Tomi,
This type of problem is hard to troubleshoot, but I would guess that your
design is the culprit. When Publisher converts your publication to html,
there are some design techniques it will choke on. You can do some things in
a print document that you can't do in html. Although Pub 2007 has some
additional email features available, the html coding engine is basically the
same as 2003, and should be working much the same.
The first thing I would do is to take one of your old newsletters that you
emailed successfully with Pub 2003, and try sending it with 2007. Send the
message to yourself, and if that is successful, that would imply that the
problem lies with your design.
Run the design checker on the problem message.
The next thing I would do is study the message design with the problem and
focus on what you did above the gap.
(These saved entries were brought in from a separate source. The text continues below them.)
//! Provenance renderer.

use super::{
    TemplateError, DEFAULT_COMMENT_FOOTER, DEFAULT_COMMIT_LINE, DEFAULT_ISSUE_FOOTER,
    DEFAULT_PULL_REQUEST_HEADER,
};
use crate::model::{format_timestamp, Comment, Commit, Issue};
use handlebars::{no_escape, Handlebars};
use serde::Deserialize;
use serde_json::json;

const ISSUE_FOOTER: &str = "issue-footer";
const PULL_REQUEST_HEADER: &str = "pull-request-header";
const COMMIT_LINE: &str = "commit-line";
const COMMENT_FOOTER: &str = "comment-footer";

/// Creates a Handlebars registry suited to markdown output.
///
/// The registry is configured with:
/// - No HTML escaping (for markdown output)
/// - Strict mode (catches missing variables)
#[must_use]
pub fn create_handlebars_registry() -> Handlebars<'static> {
    let mut hbs = Handlebars::new();
    hbs.register_escape_fn(no_escape);
    hbs.set_strict_mode(true);
    hbs
}

/// Optional replacements for the default provenance templates.
#[derive(Debug, Clone, Default, PartialEq, Eq, Deserialize)]
#[serde(rename_all = "kebab-case", deny_unknown_fields)]
pub struct TemplateOverrides {
    /// Replaces the issue footer. Variables: `source`, `created_at`,
    /// `closed_at`, `number`, `title`.
    pub issue_footer: Option<String>,

    /// Replaces the comment footer. Variables: `created_at`, `author`.
    pub comment_footer: Option<String>,
}

/// Renders provenance text for issues, commits and comments.
pub struct ProvenanceRenderer {
    handlebars: Handlebars<'static>,
}

impl std::fmt::Debug for ProvenanceRenderer {
    fn fmt(&self, f: &mut std::fmt::Formatter<'_>) -> std::fmt::Result {
        f.debug_struct("ProvenanceRenderer").finish_non_exhaustive()
    }
}

impl ProvenanceRenderer {
    /// Creates a renderer, replacing the default footers with any given in
    /// `overrides`.
    ///
    /// # Errors
    ///
    /// Returns [`TemplateError::RegistrationError`] if an override does not
    /// parse.
    pub fn new(overrides: &TemplateOverrides) -> Result<Self, TemplateError> {
        let mut handlebars = create_handlebars_registry();
        let templates = [
            (
                ISSUE_FOOTER,
                overrides.issue_footer.as_deref().unwrap_or(DEFAULT_ISSUE_FOOTER),
            ),
            (PULL_REQUEST_HEADER, DEFAULT_PULL_REQUEST_HEADER),
            (COMMIT_LINE, DEFAULT_COMMIT_LINE),
            (
                COMMENT_FOOTER,
                overrides
                    .comment_footer
                    .as_deref()
                    .unwrap_or(DEFAULT_COMMENT_FOOTER),
            ),
        ];

        for (name, template) in templates {
            handlebars
                .register_template_string(name, template)
                .map_err(|source| TemplateError::RegistrationError {
                    name,
                    source: Box::new(source),
                })?;
        }

        Ok(Self { handlebars })
    }

    /// Renders the footer recording the issue's origin and timestamps.
    ///
    /// # Errors
    ///
    /// Returns an error if template rendering fails.
    pub fn issue_footer(&self, source: &str, issue: &Issue) -> Result<String, TemplateError> {
        let data = json!({
            "source": source,
            "number": issue.number,
            "title": issue.title,
            "created_at": format_timestamp(&issue.created_at),
            "closed_at": issue.closed_at.as_ref().map(format_timestamp),
        });
        Ok(self.handlebars.render(ISSUE_FOOTER, &data)?)
    }

    /// Renders the commit list appended to pull request bodies.
    ///
    /// # Errors
    ///
    /// Returns an error if template rendering fails.
    pub fn pull_request_commits(&self, commits: &[Commit]) -> Result<String, TemplateError> {
        let mut text = self.handlebars.render(PULL_REQUEST_HEADER, &json!({}))?;
        for commit in commits {
            let data = json!({
                "sha": commit.sha,
                "message": commit.message,
                "committer": commit.committer,
            });
            text.push_str(&self.handlebars.render(COMMIT_LINE, &data)?);
        }
        Ok(text)
    }

    /// Renders the footer recording when a comment was originally posted.
    ///
    /// # Errors
    ///
    /// Returns an error if template rendering fails.
    pub fn comment_footer(&self, comment: &Comment) -> Result<String, TemplateError> {
        let data = json!({
            "author": comment.author,
            "created_at": format_timestamp(&comment.created_at),
        });
        Ok(self.handlebars.render(COMMENT_FOOTER, &data)?)
    }
}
Sometimes if you overlap an image and a
text box, and attempt a word wrap design, that can cause a shift in the
design. Word wrap is not supported in Pub 2003 or 2007 in web pages. What
did you do different in your design this time? Did you use a non-web
friendly font? Look under tools > Options > web tab. Are you sending the
message as an image, or as html?
If I didn't find the design error that is creating the gap right away, I
would start deconstructing the message. I would pull all the design elements
around the gap, except for perhaps the text boxes, off the page into the
scratch area, and send the message to myself to see if that works. Strip the
message down to text only if necessary until you get a message that comes
through successfully without the gap. Then add back design elements one at a
time and test as you go. Hopefully this way you will find the design element
that is causing the gap. Good luck.
By the way, I agree with Mary to the extent that the most "dependable" way
to send a newsletter is as an attached PDF, and Pub 2007 has that built-in
now. If you send it as an image, the image can be fuzzy, and the file size
is huge, which will be a problem for those on a dial-up internet connection.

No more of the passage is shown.